Christman et al. (2003) broadly based their interhemispheric interaction hypothesis of SIRE around the Hemispheric Encoding and Retrieval Asymmetry (HERA) [21,22] and Cortical Asymmetry of Reflective Activity (CARA) [23] hypotheses. While the HERA model suggests that encoding is mostly left-lateralized and retrieval is right-lateralized, the CARA model alters this slightly to propose that retrieval processes occur either primarily in the right hemisphere or in both hemispheres, depending on the task [23].
Following the logic of the HERA and CARA models, the interhemispheric interaction hypothesis argues that eye movements made before retrieval prime the hemispheres for interhemispheric activity so that tasks taking advantage of bi-hemispheric communication should receive a performance benefit [5,10].
According to this hypothesis (and the CARA hypothesis broadly), tasks with more ‘reflective activity’ (i.e., “when retrieval of additional information or more detailed evaluations of activated information are required during episodic remembering” [23, p. 3513]) will lead to the use of both hemispheres at retrieval [23,24], thus benefiting from an interhemispheric interaction priming effect.

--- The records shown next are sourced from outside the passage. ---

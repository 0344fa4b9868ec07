//! Observable registry of exposed tools.

use std::collections::BTreeMap;
use std::sync::{Arc, Mutex, PoisonError, RwLock};

use tracing::debug;

use crate::error::{ToolError, ToolResult};
use crate::handler::{Arguments, ToolDescriptor, ToolResponse};

/// Immutable view of the catalog published to subscribers, ordered by name.
#[derive(Clone, Debug, Default)]
pub struct ToolSnapshot {
    tools: Vec<ToolDescriptor>,
}

impl ToolSnapshot {
    /// Returns the tools in the snapshot.
    #[must_use]
    pub fn tools(&self) -> &[ToolDescriptor] {
        &self.tools
    }

    /// Returns the tool named `name`.
    #[must_use]
    pub fn get(&self, name: &str) -> Option<&ToolDescriptor> {
        self.tools.iter().find(|tool| tool.name() == name)
    }

    /// Returns the tool names in order.
    #[must_use]
    pub fn names(&self) -> Vec<&str> {
        self.tools.iter().map(ToolDescriptor::name).collect()
    }

    /// Returns the number of tools.
    #[must_use]
    pub fn len(&self) -> usize {
        self.tools.len()
    }

    /// Returns `true` for an empty catalog.
    #[must_use]
    pub fn is_empty(&self) -> bool {
        self.tools.is_empty()
    }
}

type Subscriber = Arc<dyn Fn(Arc<ToolSnapshot>) + Send + Sync>;

/// Registry that stores tools keyed by name.
///
/// Registration overwrites by name. After every registration each subscriber
/// receives the complete current catalog. A read-only registry leaves
/// [`ReadOnlyHint::Mutating`](crate::ReadOnlyHint::Mutating) tools out of
/// every snapshot.
pub struct ToolRegistry {
    read_only: bool,
    tools: RwLock<BTreeMap<String, ToolDescriptor>>,
    subscribers: RwLock<Vec<Subscriber>>,
    outbox: Mutex<Outbox>,
}

/// Snapshot waiting for delivery. Only one caller delivers at a time and
/// keeps draining until nothing newer is pending.
#[derive(Default)]
struct Outbox {
    pending: Option<Arc<ToolSnapshot>>,
    delivering: bool,
}

impl std::fmt::Debug for ToolRegistry {
    fn fmt(&self, f: &mut std::fmt::Formatter<'_>) -> std::fmt::Result {
        let tools = self.tools.read().unwrap_or_else(PoisonError::into_inner);
        let names: Vec<_> = tools.keys().cloned().collect();
        f.debug_struct("ToolRegistry")
            .field("read_only", &self.read_only)
            .field("registered", &names)
            .finish_non_exhaustive()
    }
}

impl ToolRegistry {
    /// Creates an empty registry.
    #[must_use]
    pub fn new(read_only: bool) -> Self {
        Self {
            read_only,
            tools: RwLock::new(BTreeMap::new()),
            subscribers: RwLock::new(Vec::new()),
            outbox: Mutex::new(Outbox::default()),
        }
    }

    /// Returns `true` if mutating tools are hidden.
    #[must_use]
    pub fn is_read_only(&self) -> bool {
        self.read_only
    }

    /// Inserts or overwrites tools by name, then notifies subscribers.
    ///
    /// Subscribers run without any registry lock held, so a callback may
    /// register tools itself; that nested update is delivered after the
    /// current one.
    pub fn register_tools<I>(&self, tools: I)
    where
        I: IntoIterator<Item = ToolDescriptor>,
    {
        self.publish(false, tools);
    }

    /// Replaces the whole catalog with `tools`, then notifies subscribers.
    pub fn replace_tools<I>(&self, tools: I)
    where
        I: IntoIterator<Item = ToolDescriptor>,
    {
        self.publish(true, tools);
    }

    fn publish<I>(&self, replace: bool, tools: I)
    where
        I: IntoIterator<Item = ToolDescriptor>,
    {
        {
            let mut inner = self.tools.write().unwrap_or_else(PoisonError::into_inner);
            if replace {
                inner.clear();
            }
            for tool in tools {
                debug!(name = tool.name(), "registering tool");
                inner.insert(tool.name().to_owned(), tool);
            }
            // Queued before the write lock is released so publishers enqueue
            // in mutation order.
            let snapshot = Arc::new(self.visible(&inner));
            let mut outbox = self.outbox.lock().unwrap_or_else(PoisonError::into_inner);
            outbox.pending = Some(snapshot);
            if outbox.delivering {
                return;
            }
            outbox.delivering = true;
        }
        self.deliver();
    }

    /// Subscribes to catalog changes.
    pub fn subscribe<F>(&self, callback: F)
    where
        F: Fn(Arc<ToolSnapshot>) + Send + Sync + 'static,
    {
        self.subscribers
            .write()
            .unwrap_or_else(PoisonError::into_inner)
            .push(Arc::new(callback));
    }

    /// Returns the visible catalog.
    #[must_use]
    pub fn snapshot(&self) -> ToolSnapshot {
        let inner = self.tools.read().unwrap_or_else(PoisonError::into_inner);
        self.visible(&inner)
    }

    fn visible(&self, tools: &BTreeMap<String, ToolDescriptor>) -> ToolSnapshot {
        let tools = tools
            .values()
            .filter(|tool| !self.read_only || tool.read_only().visible_in_read_only())
            .cloned()
            .collect();
        ToolSnapshot { tools }
    }

    /// Returns the visible tool named `name`.
    #[must_use]
    pub fn get(&self, name: &str) -> Option<ToolDescriptor> {
        let inner = self.tools.read().unwrap_or_else(PoisonError::into_inner);
        inner
            .get(name)
            .filter(|tool| !self.read_only || tool.read_only().visible_in_read_only())
            .cloned()
    }

    /// Invokes a visible tool.
    ///
    /// # Errors
    ///
    /// Returns [`ToolError::UnknownTool`] when the tool is not visible, or
    /// propagates the handler's error.
    pub async fn invoke(&self, name: &str, arguments: Arguments) -> ToolResult<ToolResponse> {
        let tool = self.get(name).ok_or_else(|| ToolError::UnknownTool {
            name: name.to_owned(),
        })?;
        tool.call(arguments).await
    }

    fn deliver(&self) {
        loop {
            let snapshot = {
                let mut outbox = self.outbox.lock().unwrap_or_else(PoisonError::into_inner);
                match outbox.pending.take() {
                    Some(snapshot) => snapshot,
                    None => {
                        outbox.delivering = false;
                        return;
                    }
                }
            };
            let subscribers: Vec<Subscriber> = self
                .subscribers
                .read()
                .unwrap_or_else(PoisonError::into_inner)
                .clone();
            for subscriber in subscribers {
                debug!(tools_count = snapshot.len(), "invoking tool registry callback");
                subscriber(Arc::clone(&snapshot));
            }
        }
    }
}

This proposal has been supported by work from Brunyé et al. [10], which showed a memory benefit following bilateral eye movements when participants performed a YES/NO recognition test, but not when they performed a two-alternative forced choice recognition test (2AFC) [10]. Their argument was that the YES/NO test makes use of more reflective activity than does the 2AFC test, and for that reason showed a performance benefit following bilateral eye movements [10].

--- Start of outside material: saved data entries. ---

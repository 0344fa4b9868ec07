//! File-backed metadata store writing one JSON document per environment.

use std::collections::BTreeMap;
use std::io::ErrorKind;
use std::path::{Path, PathBuf};

use async_trait::async_trait;
use gadget_primitives::Environment;
use tokio::fs;
use tokio::sync::Mutex;
use tracing::{debug, warn};

use crate::{CacheError, CacheResult, DescriptorMap, MetadataStore};

/// Directory created under the user cache root.
pub const CACHE_DIR_NAME: &str = "ig-mcp-server";

type CacheDocument = BTreeMap<String, DescriptorMap>;

/// Stores descriptors in `cache-<environment>.json` inside a directory.
///
/// The document maps runtime versions to descriptor maps. Old versions are
/// kept; nothing here prunes them.
#[derive(Debug)]
pub struct FileMetadataStore {
    dir: PathBuf,
    write_lock: Mutex<()>,
}

impl FileMetadataStore {
    /// Creates a store rooted at `dir`. The directory is created on first save.
    #[must_use]
    pub fn new(dir: impl Into<PathBuf>) -> Self {
        Self {
            dir: dir.into(),
            write_lock: Mutex::new(()),
        }
    }

    /// Creates a store in `$HOME/.cache/ig-mcp-server`.
    ///
    /// # Errors
    ///
    /// Returns [`CacheError::NoCacheDir`] when the home directory is unknown.
    pub fn in_default_dir() -> CacheResult<Self> {
        Self::default_dir().map(Self::new)
    }

    /// Returns `$HOME/.cache/ig-mcp-server`.
    ///
    /// # Errors
    ///
    /// Returns [`CacheError::NoCacheDir`] when the home directory is unknown.
    pub fn default_dir() -> CacheResult<PathBuf> {
        let home = dirs::home_dir().ok_or(CacheError::NoCacheDir)?;
        Ok(home.join(".cache").join(CACHE_DIR_NAME))
    }

    /// Returns the directory holding the cache files.
    #[must_use]
    pub fn dir(&self) -> &Path {
        &self.dir
    }

    /// Returns the cache file used for `environment`.
    #[must_use]
    pub fn path_for(&self, environment: Environment) -> PathBuf {
        self.dir.join(format!("cache-{}.json", environment.as_str()))
    }

    async fn read_document(path: &Path) -> CacheResult<Option<CacheDocument>> {
        match fs::read(path).await {
            Ok(data) => Ok(Some(serde_json::from_slice(&data)?)),
            Err(err) if err.kind() == ErrorKind::NotFound => Ok(None),
            Err(err) => Err(err.into()),
        }
    }
}

#[async_trait]
impl MetadataStore for FileMetadataStore {
    async fn load(&self, version: &str, environment: Environment) -> CacheResult<DescriptorMap> {
        let path = self.path_for(environment);
        let mut document = Self::read_document(&path)
            .await?
            .ok_or_else(|| CacheError::VersionNotFound {
                version: version.to_owned(),
            })?;

        document
            .remove(version)
            .ok_or_else(|| CacheError::VersionNotFound {
                version: version.to_owned(),
            })
    }

    async fn save(
        &self,
        version: &str,
        environment: Environment,
        descriptors: &DescriptorMap,
    ) -> CacheResult<()> {
        let _guard = self.write_lock.lock().await;
        fs::create_dir_all(&self.dir).await?;

        let path = self.path_for(environment);
        let mut document = match Self::read_document(&path).await {
            Ok(document) => document.unwrap_or_default(),
            Err(err) => {
                warn!(path = %path.display(), error = %err, "replacing unreadable cache file");
                CacheDocument::new()
            }
        };
        document.insert(version.to_owned(), descriptors.clone());

        let data = serde_json::to_vec(&document)?;
        fs::write(&path, data).await?;
        debug!(
            path = %path.display(),
            version,
            entries = descriptors.len(),
            "saved gadget metadata cache"
        );
        Ok(())
    }
}

#[cfg(test)]
mod tests {
    use super::*;
    use gadget_primitives::{GadgetDescriptor, GadgetRef, ParamDescriptor};
    use uuid::Uuid;

    fn temp_dir() -> PathBuf {
        let mut path = std::env::temp_dir();
        path.push(format!("gadget-cache-{}", Uuid::new_v4()));
        path
    }

    fn descriptors(images: &[&str]) -> DescriptorMap {
        images
            .iter()
            .map(|image| {
                let descriptor = GadgetDescriptor::builder(*image)
                    .param(ParamDescriptor::new("namespace").with_default("default"))
                    .metadata("name: trace dns\n")
                    .build()
                    .unwrap();
                (GadgetRef::new(*image).unwrap(), descriptor)
            })
            .collect()
    }

    #[tokio::test]
    async fn save_then_load_returns_the_same_map() {
        let dir = temp_dir();
        let store = FileMetadataStore::new(&dir);
        let saved = descriptors(&["registry/trace_dns:latest", "registry/trace_open:latest"]);

        store.save("v0.40.0", Environment::Kubernetes, &saved).await.unwrap();
        let loaded = store.load("v0.40.0", Environment::Kubernetes).await.unwrap();

        assert_eq!(loaded, saved);
        assert!(dir.join("cache-kubernetes.json").exists());
        let _ = std::fs::remove_dir_all(dir);
    }

    #[tokio::test]
    async fn other_versions_are_retained() {
        let dir = temp_dir();
        let store = FileMetadataStore::new(&dir);
        let old = descriptors(&["registry/trace_dns:latest"]);
        let new = descriptors(&["registry/trace_exec:latest"]);

        store.save("v1", Environment::Linux, &old).await.unwrap();
        store.save("v2", Environment::Linux, &new).await.unwrap();

        assert_eq!(store.load("v1", Environment::Linux).await.unwrap(), old);
        assert_eq!(store.load("v2", Environment::Linux).await.unwrap(), new);
        let _ = std::fs::remove_dir_all(dir);
    }

    #[tokio::test]
    async fn missing_file_and_version_are_not_found() {
        let dir = temp_dir();
        let store = FileMetadataStore::new(&dir);

        assert!(matches!(
            store.load("v1", Environment::Kubernetes).await,
            Err(CacheError::VersionNotFound { .. })
        ));

        store
            .save("v1", Environment::Kubernetes, &descriptors(&["registry/trace_dns:latest"]))
            .await
            .unwrap();
        assert!(matches!(
            store.load("v2", Environment::Kubernetes).await,
            Err(CacheError::VersionNotFound { version }) if version == "v2"
        ));
        assert!(matches!(
            store.load("v1", Environment::Linux).await,
            Err(CacheError::VersionNotFound { .. })
        ));
        let _ = std::fs::remove_dir_all(dir);
    }

    #[tokio::test]
    async fn unreadable_document_is_replaced_on_save() {
        let dir = temp_dir();
        let store = FileMetadataStore::new(&dir);
        std::fs::create_dir_all(&dir).unwrap();
        std::fs::write(store.path_for(Environment::Kubernetes), b"{not json").unwrap();

        assert!(matches!(
            store.load("v1", Environment::Kubernetes).await,
            Err(CacheError::Serialization { .. })
        ));

        let saved = descriptors(&["registry/trace_dns:latest"]);
        store.save("v1", Environment::Kubernetes, &saved).await.unwrap();
        assert_eq!(store.load("v1", Environment::Kubernetes).await.unwrap(), saved);
        let _ = std::fs::remove_dir_all(dir);
    }
}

Propper and Christman (2008) also supported the interhemispheric interaction hypothesis, in their case by connecting it to REM sleep processes [25]. It was suggested that because the majority of eye movements made during REM sleep cycles are horizontal [26], and that there is an increase in interhemispheric coherence during REM sleep [20], the SIRE effect mimics the same processes found in REM sleep, thereby resulting in increased interhemispheric interaction [26].
Importantly, the interhemispheric interaction hypothesis predicts that only bilateral eye movements (meaning, only horizontal movements) should result in a SIRE benefit. It has been shown that unilateral saccades activate the contralateral hemisphere [27].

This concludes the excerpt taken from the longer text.